The Mind-Body connection
The mind-body connection is not just a theory. Modulation of the immune response — our defense against infection — is mediated by a complex network of signals between your nervous system, endocrine system, and immune system, as well as your emotions. Stressors — events that pose a threat — through their impact on two major systems, can cause immune system dysregulation. These systems — hypothalamic/pituitary/adrenal (HPA) and sympathetic/adrenal/medullary (SAM) — release hormones in conjunction with negative events and negative emotions. Just one example is the release of cortisol that can provoke multiple adverse immunological changes when prolonged.1-3
Your mind-body doesn’t have unlimited resources and is always making choices of where to send its energy. One of the basic choices is between defend and protect, or maintain, heal, and grow. Since survival trumps everything, when you think there is danger — real or imagined, immediate or future — defend will take priority. Unfortunately, it’s not necessarily with your immune system, it’s the “fight or flight” response. This is OK when you mobilize for a finite, time-limited event. But it’s a different story when you string too many of these finite stressors together.

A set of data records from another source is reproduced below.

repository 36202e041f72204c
//! Database migrations.
//!
//! Migrations are managed using sea-orm-migration.

pub use sea_orm_migration::prelude::*;

mod m20260301_000001_initial;

/// Migrator for running database migrations.
pub struct Migrator;

#[async_trait::async_trait]
impl MigratorTrait for Migrator {
    fn migrations() -> Vec<Box<dyn MigrationTrait>> {
        vec![Box::new(m20260301_000001_initial::Migration)]
    }
}
//! Repository abstractions for data access.
//!
//! Repositories provide a clean interface for database operations,
//! hiding the `SeaORM` implementation details from the rest of the application.

pub mod approval;
pub mod approval_flow;
pub mod approval_rule;
pub mod company;
pub mod error;
pub mod expense;
pub mod user;

mod mapping;
mod routing;

pub use approval::ApprovalRepository;
pub use approval_flow::ApprovalFlowRepository;
pub use approval_rule::ApprovalRuleRepository;
pub use company::{CompanyRepository, CompanyStats, CreateCompanyInput, UpdateCompanyInput};
pub use error::RepositoryError;
pub use expense::{ExpenseRepository, ExpenseWithHistory};
pub use user::{CreateUserInput, UpdateUserInput, UserRepository};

The current coronavirus threat is a danger to your immune system for three reasons: The danger is real and serious, there is no clear end date, and there is a lot of uncertainty. This lends itself to an ongoing and intense stress response that doesn’t make you safer, while providing little time for recovery.
Let’s all fight back
Think of the many cells in your body that make up your immune system — your own personal army. Just as our country, state, city, and localities are mobilizing and husbanding resources to deal with the pandemic, let’s think of how each of you can best prepare your army of immune cells.
One of the keys to keeping your immune system strong is keeping your nervous system in balance; meaning the two branches of this system: sympathetic that activates and parasympathetic that fosters recovery (of body resources). In fact, there is some evidence that the people at greatest risk for serious consequences of the virus are those whose nervous system is out of balance, such as those with cardiovascular illness. Stress can also impact respiratory vulnerability.
Below are five steps that will help keep your nervous system in balance, foster your ability to self-regulate and maximize immune system functioning:
1. Foster a sense of control and positivity during this crisis.
Your most effective mindset is one that fosters a sense of control. Here are the components of an optimal mental approach:
Experience this crisis as a challenge to be overcome. It’s easy to shrink from or hide from the dangers facing you. And this might be your normal tendency. This leaves you feeling helpless and even more stressed. Furthermore, by avoiding, or mentally running away, you give yourself a negative message of being incapable of addressing the situation and ultimately incapable of meeting your own needs. This causes a downward spiral in self-confidence. If, instead, you take the challenge to face the difficulty, be proactive, and decide, “I’m going to embrace this challenge,” you cultivate trust in yourself, contributing to resilience.
Decide that this is an opportunity to learn and grow. This is a challenge to learn from. If you think about your life journey as one of self-discovery, what can you be learning from this experience?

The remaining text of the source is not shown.